The data below:

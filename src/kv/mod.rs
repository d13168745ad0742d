//! Account dataset storage
//!
//! WARP documents need two registered accounts. They live outside the
//! settings file, in a JSON dataset reachable through a [`DatasetStore`].

mod file_store;
mod http_store;

use std::future::Future;

use log::debug;
use thiserror::Error;

use crate::models::{Dataset, WarpAccount};

pub use file_store::FileDatasetStore;
pub use http_store::HttpDatasetStore;

#[derive(Error, Debug)]
pub enum DatasetError {
    #[error("Dataset not found: {0}")]
    NotFound(String),

    #[error("Dataset is incomplete: {0}")]
    Incomplete(String),

    #[error("Network error: {0}")]
    Network(String),

    #[error("I/O error: {0}")]
    Io(#[from] std::io::Error),

    #[error("Parse error: {0}")]
    Parse(#[from] serde_json::Error),
}

pub trait DatasetStore {
    fn fetch_dataset(&self) -> impl Future<Output = Result<Dataset, DatasetError>>;
}

/// Dataset held in memory
#[derive(Debug, Clone, Default)]
pub struct MemoryDatasetStore {
    dataset: Dataset,
}

impl MemoryDatasetStore {
    pub fn new(dataset: Dataset) -> Self {
        Self { dataset }
    }
}

impl DatasetStore for MemoryDatasetStore {
    async fn fetch_dataset(&self) -> Result<Dataset, DatasetError> {
        Ok(self.dataset.clone())
    }
}

/// Store chosen from the configured dataset location
#[derive(Debug, Clone)]
pub enum ConfiguredDatasetStore {
    File(FileDatasetStore),
    Http(HttpDatasetStore),
    Memory(MemoryDatasetStore),
}

impl ConfiguredDatasetStore {
    /// URLs are fetched over HTTP, anything else is read as a file path.
    /// An empty location yields an empty in-memory dataset.
    pub fn from_location(location: &str) -> Self {
        let location = location.trim();
        if location.is_empty() {
            ConfiguredDatasetStore::Memory(MemoryDatasetStore::default())
        } else if location.starts_with("http://") || location.starts_with("https://") {
            ConfiguredDatasetStore::Http(HttpDatasetStore::new(location))
        } else {
            ConfiguredDatasetStore::File(FileDatasetStore::new(location))
        }
    }
}

impl DatasetStore for ConfiguredDatasetStore {
    async fn fetch_dataset(&self) -> Result<Dataset, DatasetError> {
        match self {
            ConfiguredDatasetStore::File(store) => store.fetch_dataset().await,
            ConfiguredDatasetStore::Http(store) => store.fetch_dataset().await,
            ConfiguredDatasetStore::Memory(store) => store.fetch_dataset().await,
        }
    }
}

/// Parse dataset JSON
pub fn parse_dataset(content: &str) -> Result<Dataset, DatasetError> {
    let dataset: Dataset = serde_json::from_str(content)?;
    debug!("Parsed dataset with {} warp accounts", dataset.warp_accounts.len());
    Ok(dataset)
}

/// The primary and relay accounts
///
/// Fails when fewer than two accounts are present or either account has a
/// blank credential.
pub fn warp_account_pair(
    dataset: &Dataset,
) -> Result<(&WarpAccount, &WarpAccount), DatasetError> {
    let (primary, relay) = match dataset.warp_accounts.as_slice() {
        [primary, relay, ..] => (primary, relay),
        accounts => {
            return Err(DatasetError::Incomplete(format!(
                "expected 2 warp accounts, found {}",
                accounts.len()
            )))
        }
    };

    for (index, account) in [primary, relay].into_iter().enumerate() {
        if let Some(field) = account.missing_credential() {
            return Err(DatasetError::Incomplete(format!(
                "warp account {} has no {}",
                index + 1,
                field
            )));
        }
    }
    Ok((primary, relay))
}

End of The data.

# Task goal
Only the lines from the one holding "warp accounts, found" through the final line of the entries, both included, should be given again, word for word.

# Result for this task
                "expected 2 warp accounts, found {}",
                accounts.len()
            )))
        }
    };

    for (index, account) in [primary, relay].into_iter().enumerate() {
        if let Some(field) = account.missing_credential() {
            return Err(DatasetError::Incomplete(format!(
                "warp account {} has no {}",
                index + 1,
                field
            )));
        }
    }
    Ok((primary, relay))
}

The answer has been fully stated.